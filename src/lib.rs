#![doc = include_str!("../README.md")]

#[cfg(feature = "test-util")]
pub use strata_core::test;
pub use strata_core::{
    aggregate,
    aggregate::{Aggregate, AggregateMetadata, Apply, Handle},
    command,
    command::{CommandMessage, CommandResult, CommandStage},
    compensation, concurrency, config,
    config::Config,
    dispatcher,
    dispatcher::CommandDispatcher,
    error,
    error::{DomainError, ErrorCode, ErrorInfo, RecoverableType},
    event,
    event::{DomainEvent, DomainEventStream, RaisedEvent, StoredEvent},
    gateway,
    gateway::CommandGateway,
    id,
    id::{AggregateId, NamedAggregate},
    idempotency, instrument, message, processor,
    processor::AggregateProcessor,
    repository,
    repository::StateAggregateRepository,
    snapshotter,
    state,
    state::{StateAggregate, StateEvent},
    wait,
    wait::{CommandWaitRegistry, WaitingFor},
};

pub mod store {

    pub use strata_core::store::{
        AppendError, EventStore, EventStreams, NonEmpty, RangeError, TimeRange, UNBOUNDED,
        VersionRange, collect_streams,
    };

    #[cfg(feature = "postgres")]
    #[cfg_attr(docsrs, doc(cfg(feature = "postgres")))]
    pub mod postgres {
        pub use strata_postgres::{Error, Store};
    }

    pub use strata_core::store::inmemory;
}

pub mod snapshot {

    pub use strata_core::snapshot::{
        NoSnapshots, Snapshot, SnapshotOffer, SnapshotPolicy, SnapshotRepository,
    };

    pub use strata_core::snapshot::inmemory;

    #[cfg(feature = "postgres")]
    #[cfg_attr(docsrs, doc(cfg(feature = "postgres")))]
    pub mod postgres {
        pub use strata_postgres::{Error, SnapshotStore};
    }
}

pub mod prepare {

    pub use strata_core::prepare::{
        InMemoryPrepareKey, PrepareError, PrepareKey, PrepareOutcome, PreparedValue,
    };

    #[cfg(feature = "postgres")]
    #[cfg_attr(docsrs, doc(cfg(feature = "postgres")))]
    pub mod postgres {
        pub use strata_postgres::{Error, PgPrepareKey};
    }
}

pub mod bus {

    pub use strata_core::bus::{
        BusError, Delivery, DeliveryOutcome, DeliveryReport, HandlerError, InMemoryBus,
        MessageBus, MessageHandler, NoBus, Subscription, SubscriptionHandle,
    };
}
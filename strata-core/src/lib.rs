//! Core traits and types for the strata event-sourcing framework.
//!
//! This crate provides the command-side kernel of an event-sourced system:
//!
//! - [`event`] - Event streams (`DomainEventStream`, `StoredEvent`,
//!   `DomainEvent`)
//! - [`store`] - Event persistence with optimistic concurrency (`EventStore`)
//! - [`snapshot`] - Snapshot persistence and policies (`SnapshotRepository`)
//! - [`aggregate`] - Command-side primitives (`Aggregate`, `Apply`, `Handle`,
//!   `AggregateMetadata`)
//! - [`state`] / [`repository`] - State reconstruction
//!   (`StateAggregate`, `StateAggregateRepository`)
//! - [`processor`] - The command processing state machine
//!   (`AggregateProcessor`)
//! - [`bus`] - At-least-once, per-aggregate ordered message delivery
//!   (`MessageBus`)
//! - [`dispatcher`], [`gateway`], [`wait`] - Command routing, sending and
//!   waiting for results
//! - [`prepare`], [`idempotency`] - Unique-key claims and request
//!   de-duplication
//! - [`snapshotter`], [`compensation`] - Downstream consumers: snapshots and
//!   failed-delivery repair
//!
//! # Example
//!
//! ```
//! use strata_core::{repository::StateAggregateRepository, store::inmemory};
//!
//! // Create an in-memory store and repository
//! let store = inmemory::Store::new();
//! let repository = StateAggregateRepository::new(store);
//! ```
//!
//! Most users should depend on the [`strata`](https://docs.rs/strata) crate,
//! which re-exports these types.

pub mod aggregate;
pub mod bus;
pub mod command;
pub mod compensation;
pub mod concurrency;
pub mod config;
pub mod dispatcher;
pub mod error;
pub mod event;
pub mod gateway;
pub mod id;
pub mod idempotency;
pub mod instrument;
pub mod message;
pub mod prepare;
pub mod processor;
pub mod repository;
pub mod snapshot;
pub mod snapshotter;
pub mod state;
pub mod store;
pub mod wait;
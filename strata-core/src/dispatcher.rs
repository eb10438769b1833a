//! Routes commands from the command bus to aggregate processors.

use std::{collections::HashMap, fmt, sync::Arc};

use thiserror::Error;

use crate::{
    bus::{BusError, HandlerError, MessageBus, Subscription, SubscriptionHandle},
    command::{CommandMessage, CommandResult, CommandStage},
    error::{ErrorCode, RecoverableType, codes},
    id::NamedAggregate,
    processor::CommandProcessor,
    wait::CommandWaitRegistry,
};

#[derive(Debug, Error, Clone, PartialEq, Eq)]
pub enum DispatchError {
    #[error("no processor registered for {0}")]
    NoProcessor(NamedAggregate),
    #[error("a processor for {0} is already registered")]
    DuplicateProcessor(NamedAggregate),
}

impl ErrorCode for DispatchError {
    fn error_code(&self) -> &str {
        match self {
            Self::NoProcessor(_) => codes::COMMAND_NOT_SUPPORTED,
            Self::DuplicateProcessor(_) => codes::ILLEGAL_ARGUMENT,
        }
    }

    fn recoverable(&self) -> RecoverableType {
        RecoverableType::Unrecoverable
    }
}

/// Maps each aggregate type to its processor and reports PROCESSED to the
/// wait registry.
///
/// ```ignore
/// let dispatcher = CommandDispatcher::new(waits.clone())
///     .register(order_processor)?
///     .register(account_processor)?;
/// let handle = dispatcher.start(&command_bus)?;
/// ```
#[derive(Clone)]
pub struct CommandDispatcher {
    name: String,
    processors: Arc<HashMap<NamedAggregate, Arc<dyn CommandProcessor>>>,
    waits: CommandWaitRegistry,
}

impl CommandDispatcher {
    #[must_use]
    pub fn new(waits: CommandWaitRegistry) -> Self {
        Self {
            name: "command-dispatcher".to_string(),
            processors: Arc::default(),
            waits,
        }
    }

    /// Subscriber name used on the command bus.
    #[must_use]
    pub fn named(mut self, name: impl Into<String>) -> Self {
        self.name = name.into();
        self
    }

    /// Add a processor.
    ///
    /// # Errors
    ///
    /// Returns [`DispatchError::DuplicateProcessor`] if one is already
    /// registered for the same aggregate type.
    pub fn register<P: CommandProcessor>(mut self, processor: P) -> Result<Self, DispatchError> {
        let named = processor.named_aggregate().clone();
        let processors = Arc::make_mut(&mut self.processors);
        if processors.contains_key(&named) {
            return Err(DispatchError::DuplicateProcessor(named));
        }
        tracing::debug!(aggregate = %named, processor = processor.name(), "processor registered");
        processors.insert(named, Arc::new(processor));
        Ok(self)
    }

    #[must_use]
    pub fn aggregates(&self) -> Vec<NamedAggregate> {
        let mut aggregates: Vec<_> = self.processors.keys().cloned().collect();
        aggregates.sort();
        aggregates
    }

    /// Run `command` through its processor and signal the result.
    ///
    /// A command for an unregistered aggregate type still produces a failed
    /// PROCESSED result, so waiters do not hang.
    #[tracing::instrument(
        skip(self, command),
        fields(aggregate_id = %command.aggregate_id, command_id = %command.id)
    )]
    pub async fn dispatch(&self, command: &CommandMessage) -> CommandResult {
        let named = command.aggregate_id.named_aggregate();
        let result = match self.processors.get(named) {
            Some(processor) => processor.handle_command(command).await,
            None => {
                let error = DispatchError::NoProcessor(named.clone());
                tracing::warn!(error = %error, "command dropped");
                CommandResult::failed(CommandStage::Processed, self.name.as_str(), command, &error)
            }
        };
        self.waits.signal(&result);
        result
    }

    /// Consume `bus` until the returned handle is stopped.
    ///
    /// Every delivery is acknowledged: a failed command is reported through
    /// its [`CommandResult`], redelivering it would not change the outcome.
    ///
    /// # Errors
    ///
    /// Returns the bus error if the subscription is refused.
    pub fn start<CB>(&self, bus: &CB) -> Result<SubscriptionHandle, BusError>
    where
        CB: MessageBus<CommandMessage>,
    {
        let subscription = Subscription::new(self.name.as_str())
            .topics(self.aggregates())
            .stage(CommandStage::Processed);
        let dispatcher = self.clone();
        bus.subscribe(subscription, move |command: CommandMessage| {
            let dispatcher = dispatcher.clone();
            async move {
                dispatcher.dispatch(&command).await;
                Ok::<_, HandlerError>(())
            }
        })
    }
}

impl fmt::Debug for CommandDispatcher {
    fn fmt(&self, f: &mut fmt::Formatter<'_>) -> fmt::Result {
        f.debug_struct("CommandDispatcher")
            .field("name", &self.name)
            .field("aggregates", &self.aggregates())
            .finish_non_exhaustive()
    }
}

*-*-*

# [Task directions]
Work out how many lines in the entries hold the string "RecoverableType". Your answer should consist solely of that number.

# [Written answer]
4